WHS is a team effort, but the law sets out distinct responsibilities. Understanding who must do what keeps your system effective and compliant.

  • PCBU (your business): Has the primary duty to ensure, so far as reasonably practicable, the health and safety of workers and others affected by the work (including contractors, labour hire workers and volunteers).
  • Officers (e.g. directors, key decision-makers): Must exercise due diligence - actively monitor and resource WHS, stay informed about risks, and verify that controls are working. This is a personal duty.
  • Workers: Must take reasonable care for their own health and safety, follow reasonable instructions, and cooperate with policies and procedures.
  • Upstream duty holders: Designers, manufacturers, importers and suppliers of plant, substances or structures must ensure they are safe for use.

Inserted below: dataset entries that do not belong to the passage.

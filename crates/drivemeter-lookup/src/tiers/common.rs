//! Common utilities shared across live tiers.

use crate::error::{TierError, TierResult};
use reqwest::Client;
use serde::{Deserialize, Deserializer};
use serde_json::Value;
use std::time::Duration;

/// Consent declaration sent with every registry query.
pub const CONSENT_TEXT: &str =
    "I hereby declare my consent agreement for fetching my information via VAHAN";

/// Build an HTTP client bounded by `timeout_secs`.
///
/// # Errors
/// Returns error if the HTTP client cannot be created.
pub fn build_http_client(timeout_secs: u64) -> TierResult<Client> {
    Client::builder()
        .timeout(Duration::from_secs(timeout_secs))
        .user_agent(concat!("DriveMeter/", env!("CARGO_PKG_VERSION")))
        .build()
        .map_err(|e| TierError::Client(e.to_string()))
}

/// Join a base URL and an endpoint path with exactly one slash.
#[must_use]
pub fn endpoint_url(base_url: &str, path: &str) -> String {
    format!(
        "{}/{}",
        base_url.trim_end_matches('/'),
        path.trim_start_matches('/')
    )
}

/// Deserialize a loosely typed scalar into a trimmed, non-empty string.
///
/// Registry payloads mix strings and numbers for the same field; blank
/// strings count as missing.
pub fn lenient_string<'de, D>(deserializer: D) -> Result<Option<String>, D::Error>
where
    D: Deserializer<'de>,
{
    let value = Option::<Value>::deserialize(deserializer)?;
    Ok(value.and_then(|v| match v {
        Value::String(s) => {
            let trimmed = s.trim();
            (!trimmed.is_empty()).then(|| trimmed.to_string())
        }
        Value::Number(n) => Some(n.to_string()),
        Value::Bool(b) => Some(b.to_string()),
        Value::Null | Value::Array(_) | Value::Object(_) => None,
    }))
}

/// Deserialize a loosely typed amount (number or numeric string).
#[allow(clippy::cast_possible_truncation, clippy::cast_sign_loss)]
pub fn lenient_amount<'de, D>(deserializer: D) -> Result<Option<u32>, D::Error>
where
    D: Deserializer<'de>,
{
    let value = Option::<Value>::deserialize(deserializer)?;
    Ok(value.and_then(|v| match v {
        Value::Number(n) => n
            .as_u64()
            .or_else(|| n.as_f64().filter(|f| *f >= 0.0).map(|f| f.round() as u64))
            .and_then(|n| u32::try_from(n).ok()),
        Value::String(s) => s.trim().parse::<f64>().ok().and_then(|f| {
            if f >= 0.0 && f <= f64::from(u32::MAX) {
                Some(f.round() as u32)
            } else {
                None
            }
        }),
        _ => None,
    }))
}

/// Deserialize a loosely typed success flag the way the registry reports it:
/// `true`, non-zero numbers and "true"/"success"/"1" count as success.
pub fn truthy<'de, D>(deserializer: D) -> Result<bool, D::Error>
where
    D: Deserializer<'de>,
{
    let value = Option::<Value>::deserialize(deserializer)?;
    Ok(match value {
        Some(Value::Bool(b)) => b,
        Some(Value::Number(n)) => n.as_f64().is_some_and(|f| f != 0.0),
        Some(Value::String(s)) => matches!(
            s.trim().to_ascii_lowercase().as_str(),
            "true" | "success" | "1"
        ),
        _ => false,
    })
}

#[cfg(test)]
mod tests {
    use super::*;
    use serde::Deserialize;

    #[derive(Deserialize)]
    struct Probe {
        #[serde(default, deserialize_with = "lenient_string")]
        text: Option<String>,
        #[serde(default, deserialize_with = "lenient_amount")]
        amount: Option<u32>,
        #[serde(default, deserialize_with = "truthy")]
        ok: bool,
    }

    fn probe(json: &str) -> Probe {
        serde_json::from_str(json).expect("parse probe")
    }

    #[test]
    fn test_build_http_client() {
        assert!(build_http_client(30).is_ok());
    }

    #[test]
    fn test_endpoint_url() {
        assert_eq!(
            endpoint_url("https://api.instantpay.in/", "/v1/balance"),
            "https://api.instantpay.in/v1/balance"
        );
        assert_eq!(
            endpoint_url("http://127.0.0.1:8080", "v1/echallan"),
            "http://127.0.0.1:8080/v1/echallan"
        );
    }

    #[test]
    fn test_lenient_string() {
        assert_eq!(probe(r#"{"text": " Rajesh "}"#).text.as_deref(), Some("Rajesh"));
        assert_eq!(probe(r#"{"text": 5}"#).text.as_deref(), Some("5"));
        assert_eq!(probe(r#"{"text": "  "}"#).text, None);
        assert_eq!(probe(r#"{"text": null}"#).text, None);
        assert_eq!(probe("{}").text, None);
    }

    #[test]
    fn test_lenient_amount() {
        assert_eq!(probe(r#"{"amount": 1500}"#).amount, Some(1500));
        assert_eq!(probe(r#"{"amount": "2000"}"#).amount, Some(2000));
        assert_eq!(probe(r#"{"amount": 499.6}"#).amount, Some(500));
        assert_eq!(probe(r#"{"amount": "n/a"}"#).amount, None);
        assert_eq!(probe(r#"{"amount": -5}"#).amount, None);
    }

    #[test]
    fn test_truthy() {
        assert!(probe(r#"{"ok": true}"#).ok);
        assert!(probe(r#"{"ok": 1}"#).ok);
        assert!(probe(r#"{"ok": "SUCCESS"}"#).ok);
        assert!(!probe(r#"{"ok": false}"#).ok);
        assert!(!probe(r#"{"ok": 0}"#).ok);
        assert!(!probe(r#"{"ok": "FAILED"}"#).ok);
        assert!(!probe("{}").ok);
    }
}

Your general duty of care as an employer runs through all of this. It’s not enough to have policies on paper - you need to implement them, maintain them, and make sure they’re followed in practice.

If you use labour hire workers or contractors, you still have WHS duties to those people while they work for you. Where duties overlap (for example, with a host employer or principal contractor), you must consult, cooperate and coordinate to manage risks together.

How Do You Build A Compliant WHS System?

A solid WHS system doesn’t have to be complicated. Think of it as a cycle: plan, do, check, improve. Below is a practical, step-by-step approach you can scale to your business size and risk profile.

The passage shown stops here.